“Most of New Zealand’s problems - a lack of affordable housing, cost-of-living pressures and inferior healthcare among them - can be traced to poor productivity,” said David Seymour at Act’s election-year conference.
Act is going to campaign to lift New Zealand’s productivity.
“Poor productivity,” says Seymour, “can be tracedto large amounts of time being spent on compliance activity.”
Everything, he says, from roads to housing, is caught up in red tape. Sectors as diverse as banking to childcare, farming to biotechnology, claim regulatory compliance is holding them back from being more productive.
Compliance costs are out of control. Last weekend I visited a friend who is in a rest home. She told me that small rest homes like the one she is in are closing because of the increasing cost of compliance. Many of the staff have gone to Australia. The replacements cannot speak English.
Government regulations require the rest home to provide te reo translations that neither the staff nor the residents understand. She worries about where she and the residents would go if the owner were forced to close.
Seymour says all regulations should meet three tests.
First, is there a problem to be solved? The regulation banning new offshore exploration for oil and gas would fail.
Second, do the benefits outweigh the costs? Regulations that require Auckland City to spend $145 million on traffic management plans, as the mayor’s office has estimated, would fail.
Third, are the benefits of the regulations shared fairly? The increased costs to banks and customers of regulations designed to protect very few customers would fail.
Act would pass a Regulatory Standards Act that would require all regulations to pass these three tests. A Minister of Regulations would test whether new and existing regulations met the tests.
The answer to too much government cannot be more government. Today, departments are required to produce regulatory impact statements which, mysteriously, the regulations never fail. The Treasury and the Ministry of Business, Innovation and Employment are already tasked with checking regulations.
Bad regulation will only be stopped when any regulation that does not pass Seymour’s three tests can be challenged in court and struck down.
A minister and department of regulations seems to be Act’s proposal to constrain its National Party coalition partner from generating more red tape. But it will just result in interdepartmental disputes. For Act to effectively stop red tape, the party needs to win enough votes to claim the Treasury.
Much of the poor quality of government decision-making can be traced to Labour’s deliberate downgrading of the quality of the Treasury. Seymour must rebuild the Treasury, so it has the intellectual capacity to challenge red tape.
Politicians have long known the truth of Nobel economics prize winner Paul Krugman’s statement: “Productivity isn’t everything, but in the long run, it is almost everything.”
Jenny Shipley said she would increase the economic growth rate to 5 per cent. Helen Clark promised to lift New Zealand into the top half of the OECD. They failed.

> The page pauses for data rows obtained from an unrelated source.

//! Server, link and database bodies.

use serde::{Deserialize, Serialize};
use utoipa::{IntoParams, ToSchema};

use crate::xray::XrayStatus;

/// Response body for `GET /server/status`.
#[derive(Debug, Clone, Serialize, ToSchema)]
pub struct ServerStatusResponse {
    /// Xray lifecycle snapshot.
    pub xray: XrayStatus,
    /// Emails online at the last stats tick.
    pub online_clients: Vec<String>,
    /// Last lines Xray wrote to stdout/stderr.
    pub output: String,
}

/// Query for `GET /links/recent`.
#[derive(Debug, Clone, Deserialize, IntoParams)]
#[into_params(parameter_in = Query)]
pub struct RecentLinksParams {
    /// How many links to return (max 10). Defaults to 10.
    #[serde(default = "default_limit")]
    pub limit: i64,
}

fn default_limit() -> i64 {
    10
}

/// Request body for `POST /links/short`.
#[derive(Debug, Clone, Deserialize, ToSchema)]
pub struct ShortenRequest {
    /// Link to shorten.
    pub link: String,
}

/// Response body for `POST /db`.
#[derive(Debug, Clone, Serialize, ToSchema)]
pub struct ImportResponse {
    /// Size of the imported file in bytes.
    pub bytes: usize,
}
//! Database export and import.

use std::sync::Arc;

use super::Reconciler;
use crate::error::PanelError;
use crate::persistence::SqliteRepository;
use crate::persistence::db_file::SQLITE_SIGNATURE;

/// Swaps the database file with Xray stopped.
#[derive(Debug, Clone)]
pub struct DatabaseService {
    repo: SqliteRepository,
    reconciler: Arc<Reconciler>,
}

impl DatabaseService {
    /// Creates the service.
    #[must_use]
    pub fn new(repo: SqliteRepository, reconciler: Arc<Reconciler>) -> Self {
        Self { repo, reconciler }
    }

    /// Current database file contents.
    ///
    /// # Errors
    ///
    /// Returns [`PanelError::InvalidRequest`] for in-memory databases and
    /// [`PanelError::Io`] on read failure.
    pub async fn export(&self) -> Result<Vec<u8>, PanelError> {
        self.repo.export_db().await
    }

    /// Replaces the database with `bytes`: stops Xray, swaps the file
    /// (restoring the backup on failure) and restarts Xray from whichever
    /// database ends up live.
    ///
    /// # Errors
    ///
    /// Returns [`PanelError::InvalidDb`] for files that are not SQLite
    /// databases, or the failure that made the import roll back.
    pub async fn import(&self, bytes: &[u8]) -> Result<(), PanelError> {
        if !bytes.starts_with(SQLITE_SIGNATURE) {
            return Err(PanelError::InvalidDb("missing SQLite header".to_string()));
        }
        let swapped = self
            .reconciler
            .exclusive(async {
                match self.reconciler.xray().stop().await {
                    Ok(()) | Err(PanelError::NotRunning) => {}
                    Err(e) => return Err(e),
                }
                self.repo.replace_database(bytes).await
            })
            .await;

        if let Err(e) = self.reconciler.reconcile(true).await {
            tracing::warn!(error = %e, "xray did not come back after database import");
        }
        swapped?;
        tracing::info!(bytes = bytes.len(), "database imported");
        Ok(())
    }
}

#[cfg(test)]
#[allow(clippy::panic)]
mod tests {
    use std::path::Path;
    use std::time::Duration;

    use super::*;
    use crate::domain::{EventBus, RestartSignal};
    use crate::persistence::fixtures::vless_inbound;
    use crate::service::testing::FakeXray;
    use crate::xray::{BanList, XrayControl};

    async fn open(path: &Path) -> SqliteRepository {
        let Ok(repo) = SqliteRepository::open(path).await else {
            panic!("open {}", path.display());
        };
        repo
    }

    fn service(repo: &SqliteRepository, fake: &Arc<FakeXray>, dir: &Path) -> DatabaseService {
        let reconciler = Reconciler::new(
            repo.clone(),
            Arc::clone(fake) as Arc<dyn XrayControl>,
            RestartSignal::new(),
            EventBus::new(8),
            Arc::new(BanList::new(dir.join("banned.log"), Duration::from_secs(60))),
        );
        DatabaseService::new(repo.clone(), Arc::new(reconciler))
    }

    #[tokio::test]
    async fn import_stops_swaps_and_restarts() {
        let Ok(dir) = tempfile::tempdir() else {
            panic!("tempdir");
        };
        let live = open(&dir.path().join("x-ui.db")).await;
        let fake = Arc::new(FakeXray::default());
        let service = service(&live, &fake, dir.path());
        let Ok(template) = crate::xray::template::load(None) else {
            panic!("template");
        };
        assert!(fake.start(template).await.is_ok());

        let other = open(&dir.path().join("other.db")).await;
        assert!(other.add_inbound(&vless_inbound(8443, &["new@x"])).await.is_ok());
        let Ok(bytes) = other.export_db().await else {
            panic!("export");
        };

        assert!(service.import(&bytes).await.is_ok());
        {
            let state = fake.state();
            assert_eq!(state.stops, 1);
            assert_eq!(state.starts, 2);
            let Some(config) = &state.config else {
                panic!("config");
            };
            assert!(config.inbounds.iter().any(|i| i.port == 8443));
        }
        assert!(dir.path().join("x-ui.db.backup").exists());
    }

    #[tokio::test]
    async fn wrong_file_is_rejected_before_xray_is_touched() {
        let Ok(dir) = tempfile::tempdir() else {
            panic!("tempdir");
        };
        let live = open(&dir.path().join("x-ui.db")).await;
        let fake = Arc::new(FakeXray::default());
        let service = service(&live, &fake, dir.path());

        let result = service.import(b"PK\x03\x04 zip archive").await;
        assert!(matches!(result, Err(PanelError::InvalidDb(_))));
        let state = fake.state();
        assert_eq!((state.starts, state.stops), (0, 0));
    }
}
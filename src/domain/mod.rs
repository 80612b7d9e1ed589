//! Domain layer: the panel's persisted model and its event system.
//!
//! This module contains inbounds and their embedded clients, traffic
//! counters, share-link rendering, the restart signal shared by writers and
//! the reconciler, and the event bus for broadcasting lifecycle decisions.

pub mod client;
pub mod event_bus;
pub mod host;
pub mod inbound;
pub mod panel_event;
pub mod restart_signal;
pub mod share_link;
pub mod traffic;

pub use client::{Client, InboundSettings};
pub use event_bus::EventBus;
pub use host::{Host, StaticHost};
pub use inbound::{Inbound, Protocol};
pub use panel_event::{DisableReason, PanelEvent};
pub use restart_signal::{RestartRequest, RestartSignal};
pub use share_link::{ShareLink, build_links};
pub use traffic::{ClientDelta, ClientTraffic, TagTraffic, TrafficSample};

Seymour said in his speech: “When John Key was elected, the median wage in Australia was $11,000 higher ... When Jacinda Ardern was elected it was $17,000 higher ... now the gap is over $23,000.”
John Key campaigned, saying, “our vision is to close the gap with Australia by 2025”.
The Treasury published a report in 2009: Answering the $64,000 Question. Closing the income gap with Australia by 2025. First report of the 2025 Taskforce November 2009.
In the end, Key shelved the taskforce.
Labour is not trying to close the gap. Grant Robertson’s goal is “wellness”.
The Greens, by taxing productive New Zealanders, will turn the gap into a chasm.
Productivity in New Zealand grew at an average annual rate of 1.3 per cent between 1996 and 2022, and in Australia at 1.9 per cent. The difference may seem small, but the compound effects are huge.
The taskforce’s prediction has come about: “And if nothing is done the gap could get worse, with increasingly serious long-term implications for our country’s future”.
The 2009 report did recommend a Regulatory Standards Act, but also 34 other recommendations ranging from taxation to welfare, from education to health, from planning to infrastructure. The taskforce believed it would take a decade to close the gap. Fourteen years later, it will now take 20 years.
No party is campaigning to close the gap. They should be. The next government needs to implement the taskforce’s recommendations.
Here is a suggestion. Make it the rule that no civil servant or local body employee can receive a bonus unless the country’s productivity improves. And no MP or minister can get a pay rise until New Zealand’s productivity exceeds Australia’s.
Then, everyone in government’s priority would be improving productivity.
- Richard Prebble is a former leader of the Act Party and a former member of the Labour Party.